use std::path::{Path, PathBuf};

use serde::{Deserialize, Serialize};
use tokio::net::{UnixListener, UnixStream};
use tracing::debug;
use uuid::Uuid;

use crate::channel::errors::ChannelError;

/// Serialized claim to a channel endpoint.
///
/// Possession of the bookmark is the only credential: the socket lives in a
/// private (0700) directory under an unguessable uuid name, so nothing can
/// connect without being handed this value.
#[derive(Debug, Clone, PartialEq, Eq, Serialize, Deserialize)]
#[serde(transparent)]
pub struct ChannelBookmark(String);

impl ChannelBookmark {
    pub fn new(path: impl Into<String>) -> Self {
        Self(path.into())
    }

    pub fn as_path(&self) -> &Path {
        Path::new(&self.0)
    }
}

impl std::fmt::Display for ChannelBookmark {
    fn fmt(&self, f: &mut std::fmt::Formatter<'_>) -> std::fmt::Result {
        f.write_str(&self.0)
    }
}

/// An unnamed listening endpoint. The backing socket and its directory are
/// removed when the endpoint is dropped.
pub struct AnonymousEndpoint {
    // Held for its Drop: deletes the socket directory with the endpoint.
    _dir: tempfile::TempDir,
    socket_path: PathBuf,
    listener: UnixListener,
}

impl AnonymousEndpoint {
    /// Bind a fresh endpoint. Must be called from within a tokio runtime.
    pub fn open() -> Result<Self, ChannelError> {
        let dir = tempfile::Builder::new()
            .prefix("harbor-chan-")
            .tempdir()
            .map_err(ChannelError::from)?;
        let socket_path = dir.path().join(format!("{}.sock", Uuid::new_v4().simple()));
        let listener = UnixListener::bind(&socket_path)?;

        debug!(
            event = "core.channel.endpoint_opened",
            socket = %socket_path.display(),
        );

        Ok(Self {
            _dir: dir,
            socket_path,
            listener,
        })
    }

    pub fn bookmark(&self) -> ChannelBookmark {
        ChannelBookmark(self.socket_path.to_string_lossy().to_string())
    }

    pub async fn accept(&self) -> Result<UnixStream, ChannelError> {
        let (stream, _addr) = self.listener.accept().await?;
        Ok(stream)
    }
}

ABOUT THIS EXERCISE:
Across the records above, show each line containing the word "Deserialize".

ANSWER BOX:
use serde::{Deserialize, Serialize};
#[derive(Debug, Clone, PartialEq, Eq, Serialize, Deserialize)]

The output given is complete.